Criticism for sale, critical thought be damned

by David Alm on August 31, 2012

Not long ago, a middle-aged man made a great deal of money by selling book reviews directly to authors and publishers. He realized that — surprise! — people like it when you say nice things about them, and in many cases, are willing to pay for it. So he started a business writing positive book reviews, and was soon raking in nearly $30,000 per month. He hired other “reviewers” to do the same, and kept them in the flattery business, not the criticism business, by issuing a warning: if they didn’t give a book five stars, they’d make less money.

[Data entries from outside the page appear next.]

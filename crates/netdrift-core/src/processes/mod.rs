//! Processes
//!
//! A process drives a network one generation at a time. Each `step` performs
//! a single mutation and creates transmissions, but never consumes them: the
//! caller delivers to the nodes listed in the returned `StepOutcome` before
//! stepping again.
//!
//! Processes never decide when to stop. Fixation is observed from outside
//! (see `output::stats`).

pub mod cultural;
pub mod inheritance;
pub mod random_walk;
pub mod sexual;

pub use cultural::MoranProcessCultural;
pub use inheritance::Inheritance;
pub use random_walk::RandomWalkFromSource;
pub use sexual::MoranProcessSexual;

use rand::Rng;
use serde::{Deserialize, Serialize};
use std::fmt;

use crate::components::{InfoId, NetworkId, NodeId, TransmissionId, VectorId};
use crate::error::{NetworkError, Result, TopologyFault};
use crate::network::Network;

/// Lifecycle of a process instance.
#[derive(Debug, Clone, Copy, PartialEq, Eq, Serialize, Deserialize, Default)]
#[serde(rename_all = "snake_case")]
pub enum ProcessState {
    /// Constructed, never stepped
    #[default]
    Idle,
    /// Stepped at least once
    Running,
}

/// The available dynamics.
#[derive(
    Debug, Clone, Copy, PartialEq, Eq, Hash, Serialize, Deserialize, Default, clap::ValueEnum,
)]
#[serde(rename_all = "snake_case")]
pub enum ProcessKind {
    /// Relay one lineage of content a hop per step
    RandomWalk,
    /// Neutral Moran drift, no deaths
    #[default]
    MoranCultural,
    /// Moran replacement with death and birth
    MoranSexual,
}

impl ProcessKind {
    pub fn name(&self) -> &'static str {
        match self {
            ProcessKind::RandomWalk => "random_walk_from_source",
            ProcessKind::MoranCultural => "moran_cultural",
            ProcessKind::MoranSexual => "moran_sexual",
        }
    }

    /// Whether the dynamic kills agents.
    pub fn is_mortal(&self) -> bool {
        matches!(self, ProcessKind::MoranSexual)
    }
}

impl fmt::Display for ProcessKind {
    fn fmt(&self, f: &mut fmt::Formatter<'_>) -> fmt::Result {
        write!(f, "{}", self.name())
    }
}

/// What one step did.
#[derive(Debug, Clone, PartialEq, Eq)]
pub struct StepOutcome {
    /// Generation the network reached
    pub generation: u64,
    pub transmissions: Vec<TransmissionId>,
    /// Nodes that must call `receive_all` before the next step
    pub recipients: Vec<NodeId>,
    pub died: Option<NodeId>,
    pub born: Option<NodeId>,
}

impl StepOutcome {
    pub(crate) fn relay(generation: u64, transmissions: Vec<TransmissionId>, to: NodeId) -> Self {
        Self {
            generation,
            transmissions,
            recipients: vec![to],
            died: None,
            born: None,
        }
    }

    /// Calls `receive_all` on every recipient, returning what each adopted.
    pub fn deliver(&self, network: &mut Network) -> Result<Vec<Option<InfoId>>> {
        self.recipients
            .iter()
            .map(|&node| network.receive_all(node))
            .collect()
    }
}

/// A stepping rule bound to one network.
pub trait Process: Send {
    /// Performs one mutation and advances the network's generation. On error
    /// the network is left unchanged.
    fn step(&mut self, network: &mut Network) -> Result<StepOutcome>;

    fn state(&self) -> ProcessState;

    fn kind(&self) -> ProcessKind;

    /// The network this process was constructed for.
    fn network(&self) -> NetworkId;
}

pub(crate) fn ensure_attached(process: NetworkId, network: &Network) -> Result<()> {
    if process != network.id() {
        return Err(TopologyFault::ForeignProcess.into());
    }
    Ok(())
}

/// Alive agents paired with the eligible vectors into them, skipping agents
/// that have none. Each vector comes with its origin.
pub(crate) fn eligible_agents(network: &Network) -> Vec<(NodeId, Vec<(VectorId, NodeId)>)> {
    network
        .agents()
        .into_iter()
        .filter_map(|agent| {
            let incoming: Vec<(VectorId, NodeId)> = network
                .eligible_incoming(agent)
                .into_iter()
                .map(|v| (v.id(), v.origin()))
                .collect();
            (!incoming.is_empty()).then_some((agent, incoming))
        })
        .collect()
}

/// Builds a process from configuration.
///
/// `source` is required by the random walk and ignored otherwise.
/// `inheritance` only applies to sexual Moran.
pub fn build_process<R>(
    kind: ProcessKind,
    network: &Network,
    source: Option<NodeId>,
    rng: R,
    inheritance: Inheritance,
) -> Result<Box<dyn Process>>
where
    R: Rng + Send + 'static,
{
    let process: Box<dyn Process> = match kind {
        ProcessKind::RandomWalk => {
            let source = source.ok_or(NetworkError::Topology(TopologyFault::MissingSource))?;
            Box::new(RandomWalkFromSource::new(network, source, rng)?)
        }
        ProcessKind::MoranCultural => Box::new(MoranProcessCultural::new(network, rng)),
        ProcessKind::MoranSexual => {
            Box::new(MoranProcessSexual::new(network, rng).with_inheritance(inheritance))
        }
    };
    tracing::info!(process = %kind, network = %network.id(), "Process attached");
    Ok(process)
}
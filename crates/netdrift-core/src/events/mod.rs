//! Event Logging
//!
//! The event records themselves live in `netdrift_events`; this module
//! persists them.

pub mod logger;

pub use logger::EventLogger;
pub use netdrift_events::{EventKind, EventType, NetworkEvent};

If you think this sounds like the basis of a farcical drama, a dystopian tale of an intellectually and morally bankrupt world not unlike our own, you’re right: it does. Except it’s real. The man is Todd Jason Rutherford, and his business — GettingBookReviews.com — enjoyed a short-lived but highly profitable position in the pseudo-literary world from 2010 to 2011. His stroke of genius was, quite simply, that he could make money by telling people what they wanted to hear. That he did this under the guise of “criticism,” however, may be a death knell for the whole critical enterprise. Or could it?

For years, we’ve known that businesses will pay people to write positive accounts on Yelp and other online review sites. But there’s a big difference between getting duped into staying a certain hotel in Miami and investing your time and thought in book. Right?

Maybe not. Whether you’re reserving a hotel room or deciding what to read on the beach, you have but one goal: to choose correctly. Doing so is on you, and your ability to discern inflated praise from fair, critical assessment is paramount. If you can’t do that, will you even notice if the hotel is subpar, or the book terrible?

Still, the existence of sites like GettingBookReviews.com, which got its comeuppance last fall when Rutherford took money from a young author and then neglected to publish a review of her (probably terrible) book — a series of diary entries about how much life sucks — remains worrisome. If dystopian novels and films have taught us anything, it’s that humanity devolves slowly, not in an instant, and that if we don’t resist our own intellectual demise, we will become the characters in Idiocracy, Mike Judge’s film set 500 years in the future, when the Academy Award-winning film is called Ass, and consists of one shot: a man’s butt, emitting noises that send the audience into hysterics.